**Work order**
For every line in the entries that contains "ParamMap", show the whole line.

Dataset entries:
___

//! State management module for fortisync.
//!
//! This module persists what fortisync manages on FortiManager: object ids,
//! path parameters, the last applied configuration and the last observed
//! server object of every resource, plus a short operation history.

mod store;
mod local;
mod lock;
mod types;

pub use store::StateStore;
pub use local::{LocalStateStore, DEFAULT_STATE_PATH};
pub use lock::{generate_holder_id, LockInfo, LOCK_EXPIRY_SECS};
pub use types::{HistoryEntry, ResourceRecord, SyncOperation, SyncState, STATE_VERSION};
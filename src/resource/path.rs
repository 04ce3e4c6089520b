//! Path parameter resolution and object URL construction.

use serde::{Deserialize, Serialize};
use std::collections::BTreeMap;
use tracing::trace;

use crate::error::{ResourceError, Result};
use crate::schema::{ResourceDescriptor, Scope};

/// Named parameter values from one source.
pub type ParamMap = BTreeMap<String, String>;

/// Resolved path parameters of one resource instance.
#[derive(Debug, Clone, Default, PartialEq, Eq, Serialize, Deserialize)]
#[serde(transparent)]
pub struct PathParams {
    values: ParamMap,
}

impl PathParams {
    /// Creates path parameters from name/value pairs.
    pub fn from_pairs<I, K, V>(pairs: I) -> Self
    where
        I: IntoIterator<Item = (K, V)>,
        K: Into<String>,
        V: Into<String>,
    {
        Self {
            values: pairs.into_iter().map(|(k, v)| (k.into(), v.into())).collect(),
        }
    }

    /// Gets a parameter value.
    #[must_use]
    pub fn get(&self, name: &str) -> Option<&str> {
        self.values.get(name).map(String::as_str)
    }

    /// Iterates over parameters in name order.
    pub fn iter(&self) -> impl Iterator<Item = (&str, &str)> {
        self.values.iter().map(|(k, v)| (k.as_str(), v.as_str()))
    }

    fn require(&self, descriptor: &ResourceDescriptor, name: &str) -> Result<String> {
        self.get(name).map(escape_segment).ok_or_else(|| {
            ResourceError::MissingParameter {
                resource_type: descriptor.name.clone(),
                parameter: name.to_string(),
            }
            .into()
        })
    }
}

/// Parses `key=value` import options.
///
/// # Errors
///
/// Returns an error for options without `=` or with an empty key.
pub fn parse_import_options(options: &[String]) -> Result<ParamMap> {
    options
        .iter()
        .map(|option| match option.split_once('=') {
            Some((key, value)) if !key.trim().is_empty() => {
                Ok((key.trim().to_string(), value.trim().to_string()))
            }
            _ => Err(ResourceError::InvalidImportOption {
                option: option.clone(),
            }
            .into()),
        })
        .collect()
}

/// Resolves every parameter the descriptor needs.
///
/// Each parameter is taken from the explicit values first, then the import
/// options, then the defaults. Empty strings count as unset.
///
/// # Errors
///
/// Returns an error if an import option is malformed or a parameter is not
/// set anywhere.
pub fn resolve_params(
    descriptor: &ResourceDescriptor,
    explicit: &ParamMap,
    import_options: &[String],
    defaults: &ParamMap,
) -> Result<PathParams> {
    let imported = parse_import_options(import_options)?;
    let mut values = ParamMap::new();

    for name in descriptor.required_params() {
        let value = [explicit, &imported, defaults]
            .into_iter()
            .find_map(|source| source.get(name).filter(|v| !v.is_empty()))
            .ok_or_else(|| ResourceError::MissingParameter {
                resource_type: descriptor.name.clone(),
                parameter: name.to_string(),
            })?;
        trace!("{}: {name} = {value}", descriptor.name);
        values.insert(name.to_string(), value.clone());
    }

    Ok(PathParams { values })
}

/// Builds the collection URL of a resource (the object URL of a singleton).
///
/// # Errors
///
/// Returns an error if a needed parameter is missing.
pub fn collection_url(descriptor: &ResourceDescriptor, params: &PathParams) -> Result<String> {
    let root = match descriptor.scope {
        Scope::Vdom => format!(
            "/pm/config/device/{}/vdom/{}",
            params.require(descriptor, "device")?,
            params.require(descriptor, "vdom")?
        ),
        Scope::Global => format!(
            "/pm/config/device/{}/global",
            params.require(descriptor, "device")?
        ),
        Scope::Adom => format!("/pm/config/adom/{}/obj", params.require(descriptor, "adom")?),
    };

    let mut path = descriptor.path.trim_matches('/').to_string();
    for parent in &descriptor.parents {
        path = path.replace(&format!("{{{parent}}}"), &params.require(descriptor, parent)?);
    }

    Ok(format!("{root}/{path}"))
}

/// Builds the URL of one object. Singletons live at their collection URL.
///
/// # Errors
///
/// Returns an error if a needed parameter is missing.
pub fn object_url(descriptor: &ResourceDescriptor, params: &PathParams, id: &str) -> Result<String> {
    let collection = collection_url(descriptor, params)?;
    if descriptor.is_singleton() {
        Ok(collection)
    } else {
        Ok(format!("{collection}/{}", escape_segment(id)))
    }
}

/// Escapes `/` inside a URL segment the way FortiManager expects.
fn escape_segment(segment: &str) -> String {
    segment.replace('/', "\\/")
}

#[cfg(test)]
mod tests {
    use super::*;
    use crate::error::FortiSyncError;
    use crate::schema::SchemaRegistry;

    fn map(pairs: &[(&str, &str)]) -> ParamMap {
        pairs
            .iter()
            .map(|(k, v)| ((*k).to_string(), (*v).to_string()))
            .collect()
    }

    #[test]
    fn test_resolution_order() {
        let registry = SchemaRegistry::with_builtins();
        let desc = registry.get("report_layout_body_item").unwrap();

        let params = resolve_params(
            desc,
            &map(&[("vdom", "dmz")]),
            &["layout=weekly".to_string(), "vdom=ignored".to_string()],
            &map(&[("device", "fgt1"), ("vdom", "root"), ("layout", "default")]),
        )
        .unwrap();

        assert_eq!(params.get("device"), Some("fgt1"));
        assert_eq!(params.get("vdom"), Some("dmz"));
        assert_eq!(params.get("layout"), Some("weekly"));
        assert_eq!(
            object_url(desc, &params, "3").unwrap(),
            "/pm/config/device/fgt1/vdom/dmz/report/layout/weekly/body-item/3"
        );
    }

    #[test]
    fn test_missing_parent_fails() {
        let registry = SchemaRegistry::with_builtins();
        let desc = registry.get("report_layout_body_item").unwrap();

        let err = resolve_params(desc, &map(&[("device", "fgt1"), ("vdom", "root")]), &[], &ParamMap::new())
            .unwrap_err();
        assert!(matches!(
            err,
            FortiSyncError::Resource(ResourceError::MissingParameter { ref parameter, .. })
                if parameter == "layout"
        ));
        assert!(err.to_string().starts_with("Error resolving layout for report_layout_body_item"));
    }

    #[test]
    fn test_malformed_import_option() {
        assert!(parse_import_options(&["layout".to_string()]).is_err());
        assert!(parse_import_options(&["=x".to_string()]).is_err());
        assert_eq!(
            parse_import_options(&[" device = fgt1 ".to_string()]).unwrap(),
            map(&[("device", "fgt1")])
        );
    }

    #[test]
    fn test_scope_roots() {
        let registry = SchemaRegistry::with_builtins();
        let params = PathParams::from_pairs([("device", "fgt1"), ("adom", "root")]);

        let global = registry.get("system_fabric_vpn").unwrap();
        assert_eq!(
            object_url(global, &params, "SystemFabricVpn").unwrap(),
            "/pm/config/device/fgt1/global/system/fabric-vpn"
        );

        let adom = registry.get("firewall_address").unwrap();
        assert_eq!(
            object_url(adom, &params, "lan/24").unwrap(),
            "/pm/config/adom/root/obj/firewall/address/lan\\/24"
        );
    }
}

___

**Solution for this exercise**
pub type ParamMap = BTreeMap<String, String>;
    values: ParamMap,
pub fn parse_import_options(options: &[String]) -> Result<ParamMap> {
    explicit: &ParamMap,
    defaults: &ParamMap,
    let mut values = ParamMap::new();
    fn map(pairs: &[(&str, &str)]) -> ParamMap {
        let err = resolve_params(desc, &map(&[("device", "fgt1"), ("vdom", "root")]), &[], &ParamMap::new())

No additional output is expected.